One of the tools that Coel employs in her storytelling is how she makes you question what you heard. Because what is said, is said with great speed and quickly corrected, almost mirroring the ways in which women are asked to minimise their trauma, made to question their own memories, and led to undermining their own experiences.
For example, in one of the scenes at her publishers’ office, she mentions that she just got back from the police station because she was raped and that the rapist is Zain (Karan Gill), her co-worker and whom she was also seeing, and that he took off the condom during an encounter without telling her. Like those around her in the scene, we’re not given a chance to react, as she minimises it, and then the others minimise it, and we, as the viewers are also inclined to minimise it. In another instance, she calls him her rapist during a one on one conversation and immediately says something else. He heard it, but he isn’t keen to dig deeper. He wants to minimise it. She has already minimised it. Coel adeptly exposes the internalisation of trauma and the minimisation of it in moments that say a lot by saying almost nothing. Whether it’s through directing anger about the stealthing through making him pay for emergency contraception, or whether it’s the display of self-blame when she lands up in a different country to apologise to an ex-boyfriend who blamed her for the first rape because she was too drunk and on too many drugs.
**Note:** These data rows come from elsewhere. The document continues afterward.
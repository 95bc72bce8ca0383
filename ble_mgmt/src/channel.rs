//! Management channel trait plus a socket-backed implementation bound to
//! the control channel (`dev_id = DEV_NONE`, `channel = CHANNEL_CONTROL`).
//! Generalizes what the teacher drove through ad-hoc external-command
//! invocation into one typed, correlated command/event channel, mirroring
//! `ble_hci::engine`'s serialize-and-correlate shape but scoped to the
//! management wire dialect's own timeout and ring size.

use std::collections::HashMap;
use std::sync::{Arc, Mutex};
use std::time::Duration;

use async_trait::async_trait;
use ble_octets::Writer;
use ble_shared::{pubsub, Address, AddressType, Shutdown};
use ble_sock::hci::{Socket, SocketAddr, CHANNEL_CONTROL, DEV_NONE};
use tokio::sync::{mpsc, oneshot, Mutex as AsyncMutex};
use tokio::time;

use crate::error::{ManagementError, ManagementInternalError};
use crate::frame::{CommandFrame, EventFrame, INDEX_NONE};
use crate::opcodes;
use crate::types::{AutoConnectPolicy, DefaultConnParams, IdentityResolvingKey, LinkKey, LongTermKey, SecureConnectionsMode};

pub const DEFAULT_CMD_TIMEOUT: Duration = Duration::from_millis(3_000);
pub const DEFAULT_EVENT_RING_SIZE: usize = 64;
const READ_BUF_SIZE: usize = 1024;

#[async_trait]
pub trait ManagementChannel: Send + Sync {
    async fn set_powered(&self, on: bool) -> Result<(), ManagementError>;
    async fn set_name(&self, name: &str, short_name: &str) -> Result<(), ManagementError>;
    async fn set_secure_connections(&self, mode: SecureConnectionsMode) -> Result<(), ManagementError>;
    async fn set_default_conn_params(&self, params: DefaultConnParams) -> Result<(), ManagementError>;
    async fn upload_long_term_keys(&self, keys: &[LongTermKey]) -> Result<(), ManagementError>;
    async fn upload_identity_resolving_keys(&self, keys: &[IdentityResolvingKey]) -> Result<(), ManagementError>;
    async fn upload_link_keys(&self, keys: &[LinkKey]) -> Result<(), ManagementError>;
    async fn add_device_to_whitelist(
        &self,
        address: Address,
        address_type: AddressType,
        policy: AutoConnectPolicy,
    ) -> Result<(), ManagementError>;
    async fn remove_device_from_whitelist(&self, address: Address, address_type: AddressType) -> Result<(), ManagementError>;
}

struct PendingCommand {
    opcode: u16,
    reply_tx: Option<oneshot::Sender<(u8, Vec<u8>)>>,
}

#[derive(Default)]
struct Correlation {
    pending: Mutex<Option<PendingCommand>>,
}

impl Correlation {
    fn start(&self, opcode: u16) -> oneshot::Receiver<(u8, Vec<u8>)> {
        let (reply_tx, reply_rx) = oneshot::channel();
        *self.pending.lock().unwrap() = Some(PendingCommand {
            opcode,
            reply_tx: Some(reply_tx),
        });
        reply_rx
    }

    fn complete(&self, opcode: u16, status: u8, params: Vec<u8>) {
        let mut guard = self.pending.lock().unwrap();
        if matches!(&*guard, Some(p) if p.opcode == opcode) {
            if let Some(p) = guard.take() {
                if let Some(tx) = p.reply_tx {
                    let _ = tx.send((status, params));
                }
            }
        }
    }
}

/// Socket-backed [`ManagementChannel`]: opens the control channel, spawns a
/// reader task that correlates `CommandComplete`/`CommandStatus` against the
/// single in-flight command, and fans out unsolicited events to subscribers.
pub struct ManagementSocket {
    socket: Arc<Socket>,
    correlation: Arc<Correlation>,
    command_lock: AsyncMutex<()>,
    event_tx: mpsc::Sender<Arc<EventFrame>>,
    event_sub_tx: mpsc::Sender<pubsub::SubscriptionReq<Arc<EventFrame>>>,
    shutdown: Shutdown,
}

pub struct ManagementSocketHandle {
    _shutdown_complete_rx: mpsc::Receiver<()>,
}

impl ManagementSocket {
    pub async fn spawn() -> Result<(Arc<Self>, ManagementSocketHandle), ManagementError> {
        let socket = Socket::new()?;
        socket.bind(SocketAddr::with_channel(DEV_NONE, CHANNEL_CONTROL))?;
        let socket = Arc::new(socket);

        let (event_tx, event_rx) = mpsc::channel(DEFAULT_EVENT_RING_SIZE);
        let (event_sub_tx, event_sub_rx) = mpsc::channel(16);
        pubsub::spawn_fan_out(event_rx, event_sub_rx);

        let (shutdown_complete_tx, shutdown_complete_rx) = mpsc::channel(1);
        let (close_tx, close_rx) = mpsc::channel(1);
        let shutdown = Shutdown::new(close_tx, shutdown_complete_tx);

        let channel = Arc::new(Self {
            socket: socket.clone(),
            correlation: Arc::new(Correlation::default()),
            command_lock: AsyncMutex::new(()),
            event_tx,
            event_sub_tx,
            shutdown,
        });

        tokio::spawn(Self::reader_loop(channel.clone(), close_rx));

        Ok((channel, ManagementSocketHandle { _shutdown_complete_rx: shutdown_complete_rx }))
    }

    async fn reader_loop(channel: Arc<Self>, mut close_rx: mpsc::Receiver<()>) {
        let mut buf = vec![0u8; READ_BUF_SIZE];
        loop {
            tokio::select! {
                _ = close_rx.recv() => {
                    tracing::info!("management channel close signal received, stopping reader");
                    return;
                }
                result = channel.socket.recv(&mut buf) => {
                    match result {
                        Ok(0) => {
                            tracing::error!("management socket closed, reader terminating");
                            return;
                        }
                        Ok(n) => match EventFrame::parse(&buf[..n]) {
                            Ok(evt) => channel.dispatch_event(evt).await,
                            Err(err) => tracing::warn!("malformed management frame: {}", err),
                        },
                        Err(err) => {
                            tracing::error!("management socket read failed, reader terminating: {}", err);
                            return;
                        }
                    }
                }
            }
        }
    }

    async fn dispatch_event(&self, evt: EventFrame) {
        if let Some((opcode, status, params)) = evt.as_cmd_complete() {
            self.correlation.complete(opcode, status, params.to_vec());
            return;
        }
        if let Some((opcode, status)) = evt.as_cmd_status() {
            self.correlation.complete(opcode, status, Vec::new());
            return;
        }
        if self.event_tx.send(Arc::new(evt)).await.is_err() {
            tracing::debug!("management event ring has no active readers");
        }
    }

    pub async fn subscribe(&self) -> Result<mpsc::UnboundedReceiver<Arc<EventFrame>>, ManagementError> {
        let mut tx = self.event_sub_tx.clone();
        pubsub::subscribe(&mut tx)
            .await
            .map_err(|_| ManagementError::Internal(ManagementInternalError::QueueClosed))
    }

    pub fn shutdown(&self) {
        drop(self.shutdown.drop_guard());
    }

    async fn send_command(&self, opcode: u16, index: u16, params: Vec<u8>) -> Result<Vec<u8>, ManagementError> {
        let _guard = self.command_lock.lock().await;
        let reply_rx = self.correlation.start(opcode);
        let bytes = CommandFrame::new(opcode, index, params).to_bytes();
        self.socket.send(&bytes).await?;

        match time::timeout(DEFAULT_CMD_TIMEOUT, reply_rx).await {
            Ok(Ok((0, ret))) => Ok(ret),
            Ok(Ok((status, _))) => Err(ManagementError::CommandFailed(status, opcode)),
            Ok(Err(_)) => Err(ManagementError::Internal(ManagementInternalError::QueueClosed)),
            Err(_) => Err(ManagementError::CommandTimeout(DEFAULT_CMD_TIMEOUT)),
        }
    }
}

#[async_trait]
impl ManagementChannel for ManagementSocket {
    async fn set_powered(&self, on: bool) -> Result<(), ManagementError> {
        self.send_command(opcodes::SET_POWERED, INDEX_NONE, vec![on as u8]).await?;
        Ok(())
    }

    async fn set_name(&self, name: &str, short_name: &str) -> Result<(), ManagementError> {
        let mut params = Vec::with_capacity(260);
        let mut name_field = [0u8; 249];
        let n = name.as_bytes().len().min(248);
        name_field[..n].copy_from_slice(&name.as_bytes()[..n]);
        let mut short_field = [0u8; 11];
        let s = short_name.as_bytes().len().min(10);
        short_field[..s].copy_from_slice(&short_name.as_bytes()[..s]);
        params.extend_from_slice(&name_field);
        params.extend_from_slice(&short_field);
        self.send_command(opcodes::SET_LOCAL_NAME, INDEX_NONE, params).await?;
        Ok(())
    }

    async fn set_secure_connections(&self, mode: SecureConnectionsMode) -> Result<(), ManagementError> {
        self.send_command(opcodes::SET_SECURE_CONNECTIONS, INDEX_NONE, vec![mode.as_wire_value()])
            .await?;
        Ok(())
    }

    async fn set_default_conn_params(&self, params: DefaultConnParams) -> Result<(), ManagementError> {
        self.send_command(opcodes::SET_DEFAULT_CONN_PARAMS, INDEX_NONE, params.to_params())
            .await?;
        Ok(())
    }

    async fn upload_long_term_keys(&self, keys: &[LongTermKey]) -> Result<(), ManagementError> {
        let mut w = Writer::with_capacity(2 + keys.len() * 36);
        w.put_u16_le(keys.len() as u16);
        for key in keys {
            key.write_into(&mut w);
        }
        self.send_command(opcodes::LOAD_LONG_TERM_KEYS, INDEX_NONE, w.into_vec()).await?;
        Ok(())
    }

    async fn upload_identity_resolving_keys(&self, keys: &[IdentityResolvingKey]) -> Result<(), ManagementError> {
        let mut w = Writer::with_capacity(2 + keys.len() * 23);
        w.put_u16_le(keys.len() as u16);
        for key in keys {
            key.write_into(&mut w);
        }
        self.send_command(opcodes::LOAD_IDENTITY_RESOLVING_KEYS, INDEX_NONE, w.into_vec())
            .await?;
        Ok(())
    }

    async fn upload_link_keys(&self, keys: &[LinkKey]) -> Result<(), ManagementError> {
        let mut w = Writer::with_capacity(2 + keys.len() * 25);
        w.put_u16_le(keys.len() as u16);
        for key in keys {
            key.write_into(&mut w);
        }
        self.send_command(opcodes::LOAD_LINK_KEYS, INDEX_NONE, w.into_vec()).await?;
        Ok(())
    }

    async fn add_device_to_whitelist(
        &self,
        address: Address,
        address_type: AddressType,
        policy: AutoConnectPolicy,
    ) -> Result<(), ManagementError> {
        let mut w = Writer::with_capacity(8);
        w.put_address(address);
        w.put_u8(match address_type {
            AddressType::Public => 0x00,
            AddressType::RandomStatic | AddressType::RandomNonResolvable | AddressType::RandomResolvable => 0x01,
        });
        w.put_u8(policy.as_wire_value());
        self.send_command(opcodes::ADD_DEVICE, INDEX_NONE, w.into_vec()).await?;
        Ok(())
    }

    async fn remove_device_from_whitelist(&self, address: Address, address_type: AddressType) -> Result<(), ManagementError> {
        let mut w = Writer::with_capacity(7);
        w.put_address(address);
        w.put_u8(match address_type {
            AddressType::Public => 0x00,
            AddressType::RandomStatic | AddressType::RandomNonResolvable | AddressType::RandomResolvable => 0x01,
        });
        self.send_command(opcodes::REMOVE_DEVICE, INDEX_NONE, w.into_vec()).await?;
        Ok(())
    }
}

#[cfg(test)]
mod tests {
    use super::*;

    #[test]
    fn correlation_delivers_reply_to_matching_opcode_only() {
        let corr = Correlation::default();
        let mut reply_rx = corr.start(opcodes::SET_POWERED);
        corr.complete(opcodes::SET_LOCAL_NAME, 0x00, vec![]);
        assert!(reply_rx.try_recv().is_err());
        corr.complete(opcodes::SET_POWERED, 0x00, vec![0xAA]);
        assert_eq!(reply_rx.try_recv().unwrap(), (0x00, vec![0xAA]));
    }
}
It’s a thin line between control and care.
In all of this, the question harks back to the little detail. In one of the most compelling finales on television, she dives deep into the little detail, all the fantasies or revenge, all of the ways in which you can imagine reclaiming your sense of autonomy lead to one question: What do I do with my trauma? What does healing look like, and why is there no single answer or a solid tried and tested way of achieving closure from trauma.
“The detail here is you.”
Coel’s 12-part series, produced by HBO and BBC, is about the act of figuring out survival from trauma, and an effort to nudge our language out of its limitations.